RAKYATMERAHPUTIH – Peran kepala daerah tak hanya terbatas pada administrasi pemerintahan, melainkan juga hadir di garis depan kemanusiaan. Hal itu ditunjukkan Wali Kota Bengkulu, Dedy Wahyudi, dalam Tabligh Akbar HUT Ke-57 Provinsi Bengkulu yang digelar di halaman Masjid Raya Baitul Izzah, Senin 8 Desember 2025. Di hadapan ribuan warga, Dedy melelang peci milik musisi legendaris H. Rhoma Irama seharga Rp 5 juta, yang seluruh hasilnya ditujukan untuk membantu korban bencana Sumatera.
Langkah Dedy ini dinilai sebagai representasi nyata dari kepemimpinan responsif. Saat berbagai wilayah di Sumatera diterjang bencana alam, banyak pihak menunggu gerak cepat daerah lain untuk membantu.

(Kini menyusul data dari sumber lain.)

//! Data models exchanged with the chat backend's auth endpoints.
//!
//! - `UserProfile`: opaque identity document returned by `/auth/me`
//! - `Credentials`, `Registration`: request bodies
//! - `TokenResponse`: login and refresh responses

pub mod user;

pub use user::{Credentials, Registration, TokenResponse, UserProfile};
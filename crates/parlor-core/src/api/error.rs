use serde::Deserialize;
use thiserror::Error;

#[derive(Error, Debug)]
pub enum ApiError {
    /// Non-2xx response. `detail` is the backend's message when it sent one.
    #[error("{detail}")]
    Rejected { status: u16, detail: String },

    #[error("Network error: {0}")]
    NetworkError(#[from] reqwest::Error),

    #[error("Invalid response: {0}")]
    InvalidResponse(String),
}

/// Maximum length for error response bodies in error messages
const MAX_ERROR_BODY_LENGTH: usize = 500;

#[derive(Deserialize)]
struct DetailBody {
    detail: serde_json::Value,
}

impl ApiError {
    /// Truncate a response body to avoid logging excessive data
    fn truncate_body(body: &str) -> String {
        if body.len() <= MAX_ERROR_BODY_LENGTH {
            body.to_string()
        } else {
            let mut end = MAX_ERROR_BODY_LENGTH;
            while !body.is_char_boundary(end) {
                end -= 1;
            }
            format!("{}... (truncated, {} total bytes)", &body[..end], body.len())
        }
    }

    /// Pull a human-readable message out of an error body.
    ///
    /// FastAPI-style backends answer `{"detail": "..."}`; validation errors
    /// carry a list there instead, which is rendered as JSON.
    fn extract_detail(body: &str) -> Option<String> {
        let parsed: DetailBody = serde_json::from_str(body).ok()?;
        match parsed.detail {
            serde_json::Value::String(s) if !s.is_empty() => Some(s),
            serde_json::Value::Null => None,
            other => Some(other.to_string()),
        }
    }

    pub fn from_status(status: reqwest::StatusCode, body: &str) -> Self {
        let detail = Self::extract_detail(body).unwrap_or_else(|| {
            if body.trim().is_empty() {
                format!("Request failed with status {}", status)
            } else {
                Self::truncate_body(body)
            }
        });
        ApiError::Rejected {
            status: status.as_u16(),
            detail,
        }
    }

    pub fn status(&self) -> Option<u16> {
        match self {
            ApiError::Rejected { status, .. } => Some(*status),
            ApiError::NetworkError(e) => e.status().map(|s| s.as_u16()),
            ApiError::InvalidResponse(_) => None,
        }
    }

    pub fn is_network(&self) -> bool {
        matches!(self, ApiError::NetworkError(_))
    }
}

#[cfg(test)]
mod tests {
    use super::*;
    use reqwest::StatusCode;

    #[test]
    fn test_from_status_uses_detail() {
        let err = ApiError::from_status(
            StatusCode::UNAUTHORIZED,
            r#"{"detail": "Incorrect username or password"}"#,
        );
        assert_eq!(err.to_string(), "Incorrect username or password");
        assert_eq!(err.status(), Some(401));
    }

    #[test]
    fn test_from_status_structured_detail() {
        let err = ApiError::from_status(
            StatusCode::UNPROCESSABLE_ENTITY,
            r#"{"detail": [{"loc": ["body", "email"], "msg": "field required"}]}"#,
        );
        assert!(err.to_string().contains("field required"));
    }

    #[test]
    fn test_from_status_plain_body() {
        let err = ApiError::from_status(StatusCode::BAD_GATEWAY, "upstream down");
        assert_eq!(err.to_string(), "upstream down");
        assert!(!err.is_network());
    }

    #[test]
    fn test_from_status_empty_body() {
        let err = ApiError::from_status(StatusCode::INTERNAL_SERVER_ERROR, "");
        assert!(err.to_string().contains("500"));
    }

    #[test]
    fn test_truncate_body() {
        let long = "x".repeat(MAX_ERROR_BODY_LENGTH + 20);
        let truncated = ApiError::truncate_body(&long);
        assert!(truncated.contains("truncated"));
        assert!(truncated.starts_with(&"x".repeat(MAX_ERROR_BODY_LENGTH)));
    }
}
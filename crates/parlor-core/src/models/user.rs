use std::fmt;

use serde::{Deserialize, Serialize};
use serde_json::{Map, Value};

/// Identity document returned by the backend.
///
/// The session layer only cares that one exists; the accessors are
/// conveniences for callers that know the backend's shape.
#[derive(Debug, Clone, PartialEq, Serialize, Deserialize, Default)]
#[serde(transparent)]
pub struct UserProfile(Map<String, Value>);

impl UserProfile {
    pub fn new(fields: Map<String, Value>) -> Self {
        Self(fields)
    }

    pub fn get(&self, field: &str) -> Option<&Value> {
        self.0.get(field)
    }

    /// The `id` (or Mongo-style `_id`) field, if numeric or string.
    pub fn id(&self) -> Option<String> {
        let value = self.0.get("id").or_else(|| self.0.get("_id"))?;
        match value {
            Value::String(s) => Some(s.clone()),
            Value::Number(n) => Some(n.to_string()),
            _ => None,
        }
    }

    pub fn username(&self) -> Option<&str> {
        self.0
            .get("username")
            .or_else(|| self.0.get("name"))
            .and_then(Value::as_str)
    }
}

impl TryFrom<Value> for UserProfile {
    type Error = String;

    fn try_from(value: Value) -> Result<Self, Self::Error> {
        match value {
            Value::Object(map) => Ok(Self(map)),
            other => Err(format!("expected a JSON object, got {}", other)),
        }
    }
}

/// Login form. Serialized with the field names the backend expects.
#[derive(Clone, Serialize, Deserialize)]
pub struct Credentials {
    #[serde(rename = "username")]
    pub identifier: String,
    #[serde(rename = "password")]
    pub secret: String,
}

impl Credentials {
    pub fn new(identifier: impl Into<String>, secret: impl Into<String>) -> Self {
        Self {
            identifier: identifier.into(),
            secret: secret.into(),
        }
    }
}

// Keep the secret out of logs.
impl fmt::Debug for Credentials {
    fn fmt(&self, f: &mut fmt::Formatter<'_>) -> fmt::Result {
        f.debug_struct("Credentials")
            .field("identifier", &self.identifier)
            .field("secret", &"<redacted>")
            .finish()
    }
}

/// Registration form. Extra fields are passed through untouched.
#[derive(Clone, Serialize, Deserialize)]
pub struct Registration {
    pub username: String,
    pub email: String,
    pub password: String,
    #[serde(flatten)]
    pub extra: Map<String, Value>,
}

impl Registration {
    pub fn new(
        username: impl Into<String>,
        email: impl Into<String>,
        password: impl Into<String>,
    ) -> Self {
        Self {
            username: username.into(),
            email: email.into(),
            password: password.into(),
            extra: Map::new(),
        }
    }
}

impl fmt::Debug for Registration {
    fn fmt(&self, f: &mut fmt::Formatter<'_>) -> fmt::Result {
        f.debug_struct("Registration")
            .field("username", &self.username)
            .field("email", &self.email)
            .field("password", &"<redacted>")
            .finish()
    }
}

#[derive(Debug, Clone, Serialize, Deserialize)]
pub struct TokenResponse {
    pub access_token: String,
    #[serde(default)]
    pub token_type: Option<String>,
}
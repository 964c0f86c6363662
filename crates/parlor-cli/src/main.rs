//! parlor - command-line client for Parlor chat sessions.
//!
//! Logs in, restores and refreshes the stored session, and answers route
//! guard questions the same way the chat front end does.

mod app;

use std::io;

use anyhow::Result;
use tracing::info;
use tracing_subscriber::{fmt, prelude::*, EnvFilter};

use app::App;

const USAGE: &str = "\
Usage: parlor <command> [args]

Commands:
  status                      Restore the session and print it as JSON
  whoami                      Print the signed-in user's profile
  login [username]            Sign in (password from PARLOR_PASSWORD or prompt)
  logout                      Sign out and forget the stored token
  register <username> <email> Create an account
  refresh                     Exchange the current token for a new one
  watch                       Refresh the token on schedule until Ctrl-C
  navigate <path>             Show what the route guard decides for <path>";

/// Initialize the tracing subscriber for logging
fn init_tracing() {
    // Use RUST_LOG env var to control log level (e.g., RUST_LOG=debug)
    let filter = EnvFilter::try_from_default_env()
        .unwrap_or_else(|_| EnvFilter::new("warn"));

    tracing_subscriber::registry()
        .with(fmt::layer().with_writer(io::stderr))
        .with(filter)
        .init();
}

#[tokio::main]
async fn main() -> Result<()> {
    // Load .env file if present (silently ignore if not found)
    let _ = dotenvy::dotenv();

    init_tracing();

    let args: Vec<String> = std::env::args().skip(1).collect();
    let Some(command) = args.first().map(String::as_str) else {
        eprintln!("{}", USAGE);
        std::process::exit(2);
    };

    let mut app = App::new()?;
    info!(command, "parlor starting");

    match (command, &args[1..]) {
        ("status", []) => app.status().await,
        ("whoami", []) => app.whoami().await,
        ("login", []) => app.login(None).await,
        ("login", [username]) => app.login(Some(username.clone())).await,
        ("logout", []) => app.logout().await,
        ("register", [username, email]) => app.register(username.clone(), email.clone()).await,
        ("refresh", []) => app.refresh().await,
        ("watch", []) => app.watch().await,
        ("navigate", [path]) => app.navigate(path).await,
        ("help" | "--help" | "-h", _) => {
            println!("{}", USAGE);
            Ok(())
        }
        _ => {
            eprintln!("{}", USAGE);
            std::process::exit(2);
        }
    }
}
//! Protocol types: JSON-RPC envelopes, MCP content, capabilities,
//! per-method parameter/result structs, and task wire types.

pub mod capabilities;
pub mod content;
pub mod jsonrpc;
pub mod protocol;
pub mod tasks;

pub use capabilities::{
    ClientCapabilities, ElicitationCapabilities, LoggingCapabilities, PromptCapabilities,
    ResourceCapabilities, RootsCapabilities, SamplingCapabilities, ServerCapabilities,
    TaskCapabilities, ToolCapabilities,
};
pub use content::{Annotations, Content, PromptContent, ResourceContents, Role};
pub use jsonrpc::{
    parse_frame, Frame, JSONRPCError, JSONRPCNotification, JSONRPCRequest, JSONRPCResponse,
    RequestId, ResponsePayload, JSONRPC_VERSION,
};
pub use protocol::{
    methods, CallToolParams, CallToolResult, CancelTaskParams, CancelledParams,
    CreateMessageParams, CreateMessageResult, Cursor, ElicitAction, ElicitParams, ElicitResult,
    GetPromptParams, GetPromptResult, GetTaskParams, Icon, Implementation, InitializeParams,
    InitializeResult, ListPromptsParams, ListPromptsResult, ListResourceTemplatesParams,
    ListResourceTemplatesResult, ListResourcesParams, ListResourcesResult, ListRootsResult,
    ListTasksParams, ListTasksResult, ListToolsParams, ListToolsResult, LoggingLevel,
    LoggingMessageParams, ModelHint, ModelPreferences, ProgressParams, ProgressToken, Prompt,
    PromptArgument, PromptMessage, ReadResourceParams, ReadResourceResult, RequestMeta, Resource,
    ResourceTemplate, Root, SamplingMessage, SetLevelParams, TaskSupport, Tool, ToolAnnotations,
    ToolExecution, UrlElicitation,
};
pub use tasks::{
    CancelTaskResult, CreateTaskResult, GetTaskResult, Task, TaskRequestParams, TaskStatus,
};
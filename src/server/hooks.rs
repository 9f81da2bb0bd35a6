//! Configurable callbacks around dispatch, session, and task lifecycles.
//!
//! Hooks run in registration order. When panic recovery is enabled on
//! the server, a panicking hook is contained within its own frame and
//! the remaining hooks still run; otherwise the panic propagates.

use std::panic::{catch_unwind, AssertUnwindSafe};
use std::sync::Arc;

use serde_json::Value;
use std::collections::HashMap;

use crate::error::Error;
use crate::types::jsonrpc::RequestId;
use crate::types::protocol::methods;
use crate::types::tasks::Task;

use super::session::Session;
use super::RequestContext;

/// Observer invoked before a method handler runs.
pub type BeforeHook =
    Arc<dyn Fn(&RequestContext, Option<&RequestId>, &str, &Value) + Send + Sync>;
/// Observer invoked after a method handler succeeds, with the raw result.
pub type AfterHook =
    Arc<dyn Fn(&RequestContext, Option<&RequestId>, &str, &Value) + Send + Sync>;
/// Observer invoked when a method handler fails.
pub type ErrorHook =
    Arc<dyn Fn(&RequestContext, Option<&RequestId>, &str, &Error) + Send + Sync>;
/// Observer for session registration and removal.
pub type SessionHook = Arc<dyn Fn(&Arc<dyn Session>) + Send + Sync>;
/// Observer for task lifecycle events.
pub type TaskHook = Arc<dyn Fn(&Task) + Send + Sync>;

/// The full hook surface.
///
/// Build one, register callbacks, and hand it to the server builder.
#[derive(Clone, Default)]
pub struct Hooks {
    before_any: Vec<BeforeHook>,
    after_any: Vec<AfterHook>,
    on_error: Vec<ErrorHook>,
    before_method: HashMap<String, Vec<BeforeHook>>,
    after_method: HashMap<String, Vec<AfterHook>>,
    on_register_session: Vec<SessionHook>,
    on_unregister_session: Vec<SessionHook>,
    on_task_created: Vec<TaskHook>,
    on_task_completed: Vec<TaskHook>,
    on_task_failed: Vec<TaskHook>,
    on_task_cancelled: Vec<TaskHook>,
    on_task_status_changed: Vec<TaskHook>,
}

impl std::fmt::Debug for Hooks {
    fn fmt(&self, f: &mut std::fmt::Formatter<'_>) -> std::fmt::Result {
        f.debug_struct("Hooks")
            .field("before_any", &self.before_any.len())
            .field("after_any", &self.after_any.len())
            .field("on_error", &self.on_error.len())
            .field("before_method", &self.before_method.len())
            .field("after_method", &self.after_method.len())
            .finish_non_exhaustive()
    }
}

fn invoke(recover: bool, f: impl FnOnce()) {
    if recover {
        if catch_unwind(AssertUnwindSafe(f)).is_err() {
            tracing::warn!(target: "mcp.hooks", "hook panicked; recovered");
        }
    } else {
        f();
    }
}

impl Hooks {
    /// An empty hook set.
    pub fn new() -> Self {
        Self::default()
    }

    /// Run before every request and notification.
    pub fn add_before_any(
        &mut self,
        f: impl Fn(&RequestContext, Option<&RequestId>, &str, &Value) + Send + Sync + 'static,
    ) -> &mut Self {
        self.before_any.push(Arc::new(f));
        self
    }

    /// Run after every successful request.
    pub fn add_after_any(
        &mut self,
        f: impl Fn(&RequestContext, Option<&RequestId>, &str, &Value) + Send + Sync + 'static,
    ) -> &mut Self {
        self.after_any.push(Arc::new(f));
        self
    }

    /// Run when a handler fails or a notification send is dropped.
    pub fn add_on_error(
        &mut self,
        f: impl Fn(&RequestContext, Option<&RequestId>, &str, &Error) + Send + Sync + 'static,
    ) -> &mut Self {
        self.on_error.push(Arc::new(f));
        self
    }

    /// Run before handlers of one specific method.
    pub fn add_before_method(
        &mut self,
        method: impl Into<String>,
        f: impl Fn(&RequestContext, Option<&RequestId>, &str, &Value) + Send + Sync + 'static,
    ) -> &mut Self {
        self.before_method
            .entry(method.into())
            .or_default()
            .push(Arc::new(f));
        self
    }

    /// Run after handlers of one specific method succeed.
    pub fn add_after_method(
        &mut self,
        method: impl Into<String>,
        f: impl Fn(&RequestContext, Option<&RequestId>, &str, &Value) + Send + Sync + 'static,
    ) -> &mut Self {
        self.after_method
            .entry(method.into())
            .or_default()
            .push(Arc::new(f));
        self
    }

    /// Run before `initialize`.
    pub fn add_before_initialize(
        &mut self,
        f: impl Fn(&RequestContext, Option<&RequestId>, &str, &Value) + Send + Sync + 'static,
    ) -> &mut Self {
        self.add_before_method(methods::INITIALIZE, f)
    }

    /// Run after `initialize`.
    pub fn add_after_initialize(
        &mut self,
        f: impl Fn(&RequestContext, Option<&RequestId>, &str, &Value) + Send + Sync + 'static,
    ) -> &mut Self {
        self.add_after_method(methods::INITIALIZE, f)
    }

    /// Run before `tools/call`.
    pub fn add_before_call_tool(
        &mut self,
        f: impl Fn(&RequestContext, Option<&RequestId>, &str, &Value) + Send + Sync + 'static,
    ) -> &mut Self {
        self.add_before_method(methods::TOOLS_CALL, f)
    }

    /// Run after `tools/call`.
    pub fn add_after_call_tool(
        &mut self,
        f: impl Fn(&RequestContext, Option<&RequestId>, &str, &Value) + Send + Sync + 'static,
    ) -> &mut Self {
        self.add_after_method(methods::TOOLS_CALL, f)
    }

    /// Run before `resources/read`.
    pub fn add_before_read_resource(
        &mut self,
        f: impl Fn(&RequestContext, Option<&RequestId>, &str, &Value) + Send + Sync + 'static,
    ) -> &mut Self {
        self.add_before_method(methods::RESOURCES_READ, f)
    }

    /// Run after `resources/read`.
    pub fn add_after_read_resource(
        &mut self,
        f: impl Fn(&RequestContext, Option<&RequestId>, &str, &Value) + Send + Sync + 'static,
    ) -> &mut Self {
        self.add_after_method(methods::RESOURCES_READ, f)
    }

    /// Run before `prompts/get`.
    pub fn add_before_get_prompt(
        &mut self,
        f: impl Fn(&RequestContext, Option<&RequestId>, &str, &Value) + Send + Sync + 'static,
    ) -> &mut Self {
        self.add_before_method(methods::PROMPTS_GET, f)
    }

    /// Run after `prompts/get`.
    pub fn add_after_get_prompt(
        &mut self,
        f: impl Fn(&RequestContext, Option<&RequestId>, &str, &Value) + Send + Sync + 'static,
    ) -> &mut Self {
        self.add_after_method(methods::PROMPTS_GET, f)
    }

    /// Run when a session is registered.
    pub fn add_on_register_session(
        &mut self,
        f: impl Fn(&Arc<dyn Session>) + Send + Sync + 'static,
    ) -> &mut Self {
        self.on_register_session.push(Arc::new(f));
        self
    }

    /// Run when a session is unregistered.
    pub fn add_on_unregister_session(
        &mut self,
        f: impl Fn(&Arc<dyn Session>) + Send + Sync + 'static,
    ) -> &mut Self {
        self.on_unregister_session.push(Arc::new(f));
        self
    }

    /// Run when a task is created.
    pub fn add_on_task_created(
        &mut self,
        f: impl Fn(&Task) + Send + Sync + 'static,
    ) -> &mut Self {
        self.on_task_created.push(Arc::new(f));
        self
    }

    /// Run when a task completes successfully.
    pub fn add_on_task_completed(
        &mut self,
        f: impl Fn(&Task) + Send + Sync + 'static,
    ) -> &mut Self {
        self.on_task_completed.push(Arc::new(f));
        self
    }

    /// Run when a task fails.
    pub fn add_on_task_failed(&mut self, f: impl Fn(&Task) + Send + Sync + 'static) -> &mut Self {
        self.on_task_failed.push(Arc::new(f));
        self
    }

    /// Run when a task is cancelled.
    pub fn add_on_task_cancelled(
        &mut self,
        f: impl Fn(&Task) + Send + Sync + 'static,
    ) -> &mut Self {
        self.on_task_cancelled.push(Arc::new(f));
        self
    }

    /// Run on every task status transition.
    pub fn add_on_task_status_changed(
        &mut self,
        f: impl Fn(&Task) + Send + Sync + 'static,
    ) -> &mut Self {
        self.on_task_status_changed.push(Arc::new(f));
        self
    }

    // -- invocation, used by the dispatcher, session manager, and tasks --

    pub(crate) fn run_before(
        &self,
        recover: bool,
        ctx: &RequestContext,
        id: Option<&RequestId>,
        method: &str,
        params: &Value,
    ) {
        for hook in &self.before_any {
            invoke(recover, || hook(ctx, id, method, params));
        }
        if let Some(hooks) = self.before_method.get(method) {
            for hook in hooks {
                invoke(recover, || hook(ctx, id, method, params));
            }
        }
    }

    pub(crate) fn run_after(
        &self,
        recover: bool,
        ctx: &RequestContext,
        id: Option<&RequestId>,
        method: &str,
        result: &Value,
    ) {
        if let Some(hooks) = self.after_method.get(method) {
            for hook in hooks {
                invoke(recover, || hook(ctx, id, method, result));
            }
        }
        for hook in &self.after_any {
            invoke(recover, || hook(ctx, id, method, result));
        }
    }

    pub(crate) fn run_error(
        &self,
        recover: bool,
        ctx: &RequestContext,
        id: Option<&RequestId>,
        method: &str,
        error: &Error,
    ) {
        for hook in &self.on_error {
            invoke(recover, || hook(ctx, id, method, error));
        }
    }

    pub(crate) fn run_session_registered(&self, recover: bool, session: &Arc<dyn Session>) {
        for hook in &self.on_register_session {
            invoke(recover, || hook(session));
        }
    }

    pub(crate) fn run_session_unregistered(&self, recover: bool, session: &Arc<dyn Session>) {
        for hook in &self.on_unregister_session {
            invoke(recover, || hook(session));
        }
    }

    pub(crate) fn run_task_created(&self, recover: bool, task: &Task) {
        for hook in &self.on_task_created {
            invoke(recover, || hook(task));
        }
    }

    pub(crate) fn run_task_completed(&self, recover: bool, task: &Task) {
        for hook in &self.on_task_completed {
            invoke(recover, || hook(task));
        }
    }

    pub(crate) fn run_task_failed(&self, recover: bool, task: &Task) {
        for hook in &self.on_task_failed {
            invoke(recover, || hook(task));
        }
    }

    pub(crate) fn run_task_cancelled(&self, recover: bool, task: &Task) {
        for hook in &self.on_task_cancelled {
            invoke(recover, || hook(task));
        }
    }

    pub(crate) fn run_task_status_changed(&self, recover: bool, task: &Task) {
        for hook in &self.on_task_status_changed {
            invoke(recover, || hook(task));
        }
    }
}

#[cfg(test)]
mod tests {
    use super::*;
    use serde_json::json;
    use std::sync::atomic::{AtomicUsize, Ordering};

    #[test]
    fn hooks_run_in_registration_order() {
        let order = Arc::new(parking_lot::Mutex::new(Vec::new()));
        let mut hooks = Hooks::new();
        for tag in ["first", "second", "third"] {
            let order = order.clone();
            hooks.add_before_any(move |_, _, _, _| order.lock().push(tag));
        }

        let ctx = RequestContext::default();
        hooks.run_before(false, &ctx, None, "ping", &json!({}));
        assert_eq!(*order.lock(), vec!["first", "second", "third"]);
    }

    #[test]
    fn method_hooks_fire_only_for_their_method() {
        let count = Arc::new(AtomicUsize::new(0));
        let mut hooks = Hooks::new();
        {
            let count = count.clone();
            hooks.add_before_call_tool(move |_, _, _, _| {
                count.fetch_add(1, Ordering::SeqCst);
            });
        }

        let ctx = RequestContext::default();
        hooks.run_before(false, &ctx, None, methods::TOOLS_CALL, &json!({}));
        hooks.run_before(false, &ctx, None, methods::PROMPTS_GET, &json!({}));
        assert_eq!(count.load(Ordering::SeqCst), 1);
    }

    #[test]
    fn panicking_hook_is_contained_when_recovery_on() {
        let reached = Arc::new(AtomicUsize::new(0));
        let mut hooks = Hooks::new();
        hooks.add_before_any(|_, _, _, _| panic!("hook exploded"));
        {
            let reached = reached.clone();
            hooks.add_before_any(move |_, _, _, _| {
                reached.fetch_add(1, Ordering::SeqCst);
            });
        }

        let ctx = RequestContext::default();
        hooks.run_before(true, &ctx, None, "ping", &json!({}));
        assert_eq!(reached.load(Ordering::SeqCst), 1);
    }

    #[test]
    #[should_panic(expected = "hook exploded")]
    fn panicking_hook_propagates_when_recovery_off() {
        let mut hooks = Hooks::new();
        hooks.add_before_any(|_, _, _, _| panic!("hook exploded"));
        let ctx = RequestContext::default();
        hooks.run_before(false, &ctx, None, "ping", &json!({}));
    }
}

Lelang peci yang berlangsung sederhana namun berkesan itu menjadi sinyal bahwa pemerintah Bengkulu tidak berdiam diri.
Rhoma Irama, yang hadir sebagai pengisi Tabligh Akbar, memulai inisiatif lelang dengan penuh ketulusan. Peci yang biasa melekat di kepalanya saat berdakwah itu ia letakkan di meja depan panggung, kemudian menawarkan kepada jamaah. Dedy langsung mengangkat tangan dan memutuskan membeli peci tersebut tanpa menawar.
Langkah itu disambut haru dan tepuk tangan panjang. Sejumlah tokoh agama dan masyarakat yang hadir menilai tindakan spontan itu sebagai simbol komitmen Bengkulu terhadap solidaritas antardaerah.
“Ini panggilan moral. Ketika Daerah lain bersedih, kita harus hadir,” ujar Dedy singkat saat acara usai.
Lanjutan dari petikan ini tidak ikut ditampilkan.